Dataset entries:
= = = = = = =

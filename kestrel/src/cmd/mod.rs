//! Subcommand implementations.

use std::{env, sync::Arc, time::Instant};

use kestrel_common::{
    manifest::JobManifest, prelude::*, progress::ProgressTracker,
};
use tokio_util::sync::CancellationToken;

use crate::{
    backend::{local::sibling_program, MapperBackend},
    coordinator::{run_job, Job, Outcome},
    opts::JobOpt,
};

pub mod local_run;
pub mod remote_run;

/// Build the job value shared by both run subcommands.
fn prepare_job(opt: &JobOpt, manifest: JobManifest) -> Job {
    let manifest = Arc::new(manifest);
    let output_path = manifest.output_path(&opt.config, chrono::Utc::now());
    Job {
        manifest,
        progress: ProgressTracker::new(),
        abort: CancellationToken::new(),
        output_path,
        reducer_command: vec![
            sibling_program("kestrel-reduce"),
            opt.config.display().to_string(),
        ],
    }
}

/// Export manifest credentials so the object store SDK's environment
/// chain picks them up, here and in local mapper children.
fn export_cloud_credentials(manifest: &JobManifest) {
    if let Some(access_key) = &manifest.cloud.access_key {
        env::set_var("AWS_ACCESS_KEY_ID", access_key);
    }
    if let Some(secret_key) = &manifest.cloud.secret_key {
        env::set_var("AWS_SECRET_ACCESS_KEY", secret_key);
    }
    if let Some(region) = &manifest.cloud.region {
        env::set_var("AWS_REGION", region);
    }
}

/// Run the job against a backend, always shutting the backend down, and
/// turn the outcome into messages and an exit status.
async fn run_and_finish(
    job: &Job,
    backend: &mut dyn MapperBackend,
) -> Result<()> {
    let started = Instant::now();
    let result = run_job(job, backend).await;
    if let Err(err) = backend.shutdown().await {
        error!("could not release backend resources: {:?}", err);
    }
    let outcome = result?;
    let elapsed = format_elapsed(started.elapsed());
    let output = job.output_path.display();

    match outcome {
        Outcome::Success => {
            let failed = job.progress.snapshot().files_failed;
            if failed > 0 {
                eprintln!("done with {} failed files. elapsed time: {}", failed, elapsed);
                eprintln!("partial results are in {}", output);
                std::process::exit(1);
            }
            eprintln!("done. elapsed time: {}", elapsed);
            eprintln!("results are in {}", output);
            Ok(())
        }
        Outcome::UserAborted => {
            eprintln!("user aborted. elapsed time: {}", elapsed);
            eprintln!("partial results are in {}", output);
            std::process::exit(1);
        }
        Outcome::WorkerFailed => {
            eprintln!("a map process failed. elapsed time: {}", elapsed);
            eprintln!("partial results are in {}", output);
            std::process::exit(1);
        }
        Outcome::ReducerFailed => {
            eprintln!("the reduce process failed. elapsed time: {}", elapsed);
            eprintln!("partial results are in {}", output);
            std::process::exit(1);
        }
    }
}

fn format_elapsed(elapsed: Duration) -> String {
    let total_seconds = elapsed.as_secs();
    format!(
        "{}:{:02}:{:02}",
        total_seconds / 3600,
        (total_seconds % 3600) / 60,
        total_seconds % 60
    )
}

#[cfg(test)]
mod tests {
    use super::*;

    #[test]
    fn elapsed_formats_as_hours_minutes_seconds() {
        assert_eq!(format_elapsed(Duration::from_secs(0)), "0:00:00");
        assert_eq!(format_elapsed(Duration::from_secs(61)), "0:01:01");
        assert_eq!(format_elapsed(Duration::from_secs(3723)), "1:02:03");
    }
}
//! Input URI resolution.
//!
//! The resolver turns the manifest's input URI set into the job's work
//! list: date macros are substituted first, then each expanded URI is
//! listed by its scheme handler, and the results are concatenated in
//! manifest order.

use chrono::{Datelike, NaiveDate};

use crate::{manifest::JobManifest, prelude::*, storage::CloudStorage};

/// One file to process: a URI plus its byte size.
#[derive(Clone, Debug, Eq, PartialEq)]
pub struct WorkItem {
    /// Where the file lives.
    pub uri: String,
    /// Its size in bytes.
    pub size: u64,
}

/// The resolved input of a job.
#[derive(Clone, Debug)]
pub struct ResolvedInput {
    /// The sum of all item sizes.
    pub bytes_total: u64,
    /// The files to process, in listing order.
    pub items: Vec<WorkItem>,
}

/// Resolve the manifest's input URIs into a work list.
///
/// Fails with [`RunnerError::InputMissing`] if the manifest defines no
/// URIs, and with [`RunnerError::BackendUnavailable`] if listing fails.
/// An empty result is not an error here; the coordinator treats it as a
/// fatal pre-flight condition.
#[instrument(skip_all, level = "debug")]
pub async fn resolve(manifest: &JobManifest) -> Result<ResolvedInput> {
    if manifest.input.is_empty() {
        return Err(RunnerError::InputMissing.into());
    }
    let window = manifest.date_window()?;

    let mut items = Vec::new();
    for uri in &manifest.input {
        for expanded in expand_date_macros(uri, window) {
            let storage = <dyn CloudStorage>::for_uri(&expanded).await?;
            let listed = storage.list(&expanded).await.context(
                RunnerError::BackendUnavailable {
                    uri: expanded.clone(),
                },
            )?;
            items.extend(listed);
        }
    }

    let bytes_total = items.iter().map(|item| item.size).sum();
    Ok(ResolvedInput { bytes_total, items })
}

/// Substitute `{year}`, `{month}`, and `{day}` over the date window.
///
/// Returns one URI per day, both ends inclusive, with the integer values
/// substituted without zero padding; callers wanting `01` encode the
/// leading zero in the prefix. A URI without macros, or a job without a
/// date window, passes through unchanged.
pub fn expand_date_macros(
    uri: &str,
    window: Option<(NaiveDate, NaiveDate)>,
) -> Vec<String> {
    let has_macros = uri.contains("{year}")
        || uri.contains("{month}")
        || uri.contains("{day}");
    let (start, end) = match window {
        Some(window) if has_macros => window,
        _ => return vec![uri.to_owned()],
    };

    let mut expanded = Vec::new();
    let mut day = start;
    while day <= end {
        expanded.push(
            uri.replace("{year}", &day.year().to_string())
                .replace("{month}", &day.month().to_string())
                .replace("{day}", &day.day().to_string()),
        );
        day = match day.succ_opt() {
            Some(next) => next,
            None => break,
        };
    }
    expanded
}

#[cfg(test)]
mod tests {
    use std::fs;

    use super::*;

    fn window(start: (i32, u32, u32), end: (i32, u32, u32)) -> Option<(NaiveDate, NaiveDate)> {
        Some((
            NaiveDate::from_ymd_opt(start.0, start.1, start.2).unwrap(),
            NaiveDate::from_ymd_opt(end.0, end.1, end.2).unwrap(),
        ))
    }

    #[test]
    fn expands_one_uri_per_day_inclusive() {
        let expanded = expand_date_macros(
            "s3://b/logs/{year}/{month}/{day}/",
            window((2020, 1, 1), (2020, 1, 3)),
        );
        assert_eq!(
            expanded,
            vec![
                "s3://b/logs/2020/1/1/",
                "s3://b/logs/2020/1/2/",
                "s3://b/logs/2020/1/3/",
            ]
        );
    }

    #[test]
    fn substitutions_are_not_zero_padded() {
        let expanded =
            expand_date_macros("s3://b/{year}-{month}-{day}", window((2019, 12, 31), (2020, 1, 1)));
        assert_eq!(expanded, vec!["s3://b/2019-12-31", "s3://b/2020-1-1"]);
    }

    #[test]
    fn uris_without_macros_pass_through() {
        let expanded =
            expand_date_macros("s3://b/static/", window((2020, 1, 1), (2020, 1, 3)));
        assert_eq!(expanded, vec!["s3://b/static/"]);
    }

    #[test]
    fn macros_without_a_window_pass_through() {
        let expanded = expand_date_macros("s3://b/{year}/", None);
        assert_eq!(expanded, vec!["s3://b/{year}/"]);
    }

    fn manifest_for(input: Vec<String>) -> JobManifest {
        serde_json::from_str::<JobManifest>(
            r#"{"input": [], "map_command": ["true"]}"#,
        )
        .map(|mut manifest| {
            manifest.input = input;
            manifest
        })
        .unwrap()
    }

    #[tokio::test]
    async fn empty_input_is_missing_input() {
        let err = resolve(&manifest_for(vec![])).await.unwrap_err();
        assert_eq!(
            err.downcast_ref::<RunnerError>(),
            Some(&RunnerError::InputMissing)
        );
    }

    #[tokio::test]
    async fn resolves_local_directories_with_totals() {
        let dir = tempfile::tempdir().unwrap();
        fs::write(dir.path().join("a.txt"), "alpha\n").unwrap();
        fs::write(dir.path().join("b.txt"), "beta\n").unwrap();

        let manifest =
            manifest_for(vec![format!("file://{}", dir.path().display())]);
        let resolved = resolve(&manifest).await.unwrap();
        assert_eq!(resolved.items.len(), 2);
        assert_eq!(resolved.bytes_total, 11);
    }

    #[tokio::test]
    async fn resolving_is_idempotent() {
        let dir = tempfile::tempdir().unwrap();
        fs::write(dir.path().join("a.txt"), "alpha\n").unwrap();
        fs::write(dir.path().join("b.txt"), "beta\n").unwrap();

        let manifest =
            manifest_for(vec![format!("file://{}", dir.path().display())]);
        let first = resolve(&manifest).await.unwrap();

        // Feeding the resolved list back in yields the same list.
        let again = manifest_for(
            first.items.iter().map(|item| item.uri.clone()).collect(),
        );
        let second = resolve(&again).await.unwrap();
        assert_eq!(first.items, second.items);
        assert_eq!(first.bytes_total, second.bytes_total);
    }
}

= = = = = = =

**ASSIGNED TASK**
Only the lines above from the line containing "let window = manifest.date_window()?;" through the line containing "let storage = <dyn" should be retyped, exactly and with both ends included.

**RESPONSE FOR THIS EXERCISE**
    let window = manifest.date_window()?;

    let mut items = Vec::new();
    for uri in &manifest.input {
        for expanded in expand_date_macros(uri, window) {
            let storage = <dyn CloudStorage>::for_uri(&expanded).await?;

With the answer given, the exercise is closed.